# Diamonds and Faceting are a Data Scientist’s best Friends

Lea Waniek

In the last post of this series, we took a first look at strategies for the effective visualization and exploration of data patterns within large data sets. Namely, we examined ways to overcome overplotting, with a focus on a two-dimensional feature space defined by two continuous features. However, oftentimes we want to visualize the distribution of data across several subgroups. For example, subgroups defined by the categories of one feature or even multiple features. As noted in the discussion of overplotting, the mapping of subgroups onto aesthetics, e.g. color, can get quite confusing. This is especially the case for larger numbers of subgroups with overlaying distributions. Therefore, in this blog post we are going to explore a different strategy: faceting.

To do so we are going to use gglot2’s diamonds data set, which comprises information on the price and other features of almost 54,000 diamonds.

In this post we are taking a look at `facet_grid` and `facet_wrap`. The basic functionality of both methods is the generation of small multiples of a basic plot for data subsets, defined by the categories of one feature or the unique combinations of categories of several features. The resulting visualizations make it easy to identify similarities or differences in the patterns of the subsets.

``````rm( list = ls())

library(ggplot2)
library(dplyr)

# Pooling and relabeling some categories for sake of clarity
df_diamonds<- diamonds %>%
mutate(color = ifelse(color == "D" | color == "E" | color == "F",
"Colorless",
"Yellowish"),
clarity = ifelse(clarity == "I1" | clarity == "SI2" | clarity == "SI1",
"Included",
"Nearly Flawless"))

# Generating the base plot
plot_base <- ggplot(data = df_diamonds) +
geom_histogram(aes(x = price),
color = "#A7256A",
fill = "#A7256A",
alpha = 0.7) +
theme_minimal() +
labs(x = "Price in \$")
``````

## Content and layout of panels

Of course, the most defining parameters of facetted plots are the considered subsets, which for both `facet_grid` and `facet_wrap` can be defined via formula notation.

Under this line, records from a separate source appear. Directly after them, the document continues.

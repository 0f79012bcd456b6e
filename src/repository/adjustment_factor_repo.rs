// ==========================================
// Sistema de Contagens APF - Repositório de Fatores de Ajuste
// ==========================================
// Responsabilidade: definir o contrato de acesso a dados dos fatores
// de ajuste. Sem regra de negócio: só CRUD.
// ==========================================

use crate::domain::adjustment::{AdjustmentFactor, AdjustmentFactorUpdate, NewAdjustmentFactor};
use crate::repository::error::RepositoryResult;
use async_trait::async_trait;

/// Contrato de acesso a dados dos fatores de ajuste
#[async_trait]
pub trait AdjustmentFactorRepository: Send + Sync {
    /// Todos os fatores cadastrados, em ordem de nome
    async fn list_all(&self) -> RepositoryResult<Vec<AdjustmentFactor>>;

    /// Fator por id
    async fn find_by_id(&self, id: i64) -> RepositoryResult<Option<AdjustmentFactor>>;

    /// Fator por nome (igualdade exata)
    async fn find_by_name(&self, name: &str) -> RepositoryResult<Option<AdjustmentFactor>>;

    /// Insere um fator e devolve o registro com id
    async fn create(&self, factor: NewAdjustmentFactor) -> RepositoryResult<AdjustmentFactor>;

    /// Insere um lote de fatores em transação única.
    /// Tudo ou nada: qualquer falha desfaz o lote inteiro.
    async fn create_batch(&self, factors: Vec<NewAdjustmentFactor>) -> RepositoryResult<usize>;

    /// Atualização parcial; campos não informados ficam como estão
    async fn update(
        &self,
        id: i64,
        changes: AdjustmentFactorUpdate,
    ) -> RepositoryResult<AdjustmentFactor>;

    /// Remove o fator por id
    async fn delete(&self, id: i64) -> RepositoryResult<()>;
}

Basically, `facet_grid` creates the plot versionof a contingency table: a two-dimensional grid of plots. The features mapped on the columns (right) and rows (left), divided by a `~`, are to be specified in the `facets` argument. Rows as well as columns of the grid also can be defined by the combinations of multiple features, which is to be indicated by adding all to be crossed features with a `+`. If either rows or columns are not specified `.` is used as placeholder.

``````# facet_grid: cut in rows
# aligned horizontal scales facilitate comparisons of feature on x-axis
plot_base +
facet_grid(cut ~ .) +
ggtitle("Price of Diamonds by Cut")
ggsave("facet-grid-rows.png", width = 11, height = 5)
``````

``````# facet_grid: cut in columns
# aligned vertical scales facilitate comparisons of feature on y-axis
plot_base +
facet_grid(facets = . ~ cut) +
ggtitle("Price of Diamonds by Cut")
ggsave("facet-grid-colums.png", width = 11, height = 5)
``````

``````# facet_grid: cut in columns, color in rows
plot_base +
facet_grid(facets = color ~ cut) +
ggtitle("Price of Diamonds by Cut and Color")
ggsave("facet-grid-colums-and-rows.png", width = 11, height = 5)
``````

``````# facet_grid: all combinations of cut and clarity in columns, color in rows
plot_base +
facet_grid(facets = color ~ cut + clarity)+
ggtitle("Price of Diamonds by Cut, Color and Clarity") +
scale_x_continuous(breaks = c(5000, 15000)) # less x axis breaks
ggsave("facet-grid-colums-and-xrows.png", width = 11, height = 5)
``````

Just as in contingency tables, marginal total plots combining all data within a given row or column can be added via the `margins` argument. If `margins` is set to `TRUE`, all marginal total plots are enabled, `margins` also can be set to a character vector to enable margin plots for all specified variables.

``````# facet_grid: cut in columns, color in rows, margins for cut
plot_base +
facet_grid(facets = color ~ cut,
margins = "cut") +
ggtitle("Price of Diamonds by Cut and Color") +
scale_x_continuous(breaks = c(5000, 15000)) # less axis breaks
ggsave("facet-grid-one-margin.png", width = 11, height = 5)
``````

``````# facet_grid: cut in columns, color in rows, all margins
plot_base +
facet_grid(facets = color ~ cut,
margins = TRUE) +
ggtitle("Price of Diamonds by Cut and Color") +
scale_x_continuous(breaks = c(5000, 15000)) # less axis breaks
ggsave("facet-grid-all-margins.png", width = 11, height = 5)
``````

Other than `facet_grid`, `facet_wrap` generates a one-dimensional sequence of multiples, which only are arranged two-dimensionally. To accentuate the intrinsic one-dimensionality of the plot sequence, conventionally within the formula specification of the `facets` argument, the features which are to define the subsets are combined by `+` and placed behind the `~`.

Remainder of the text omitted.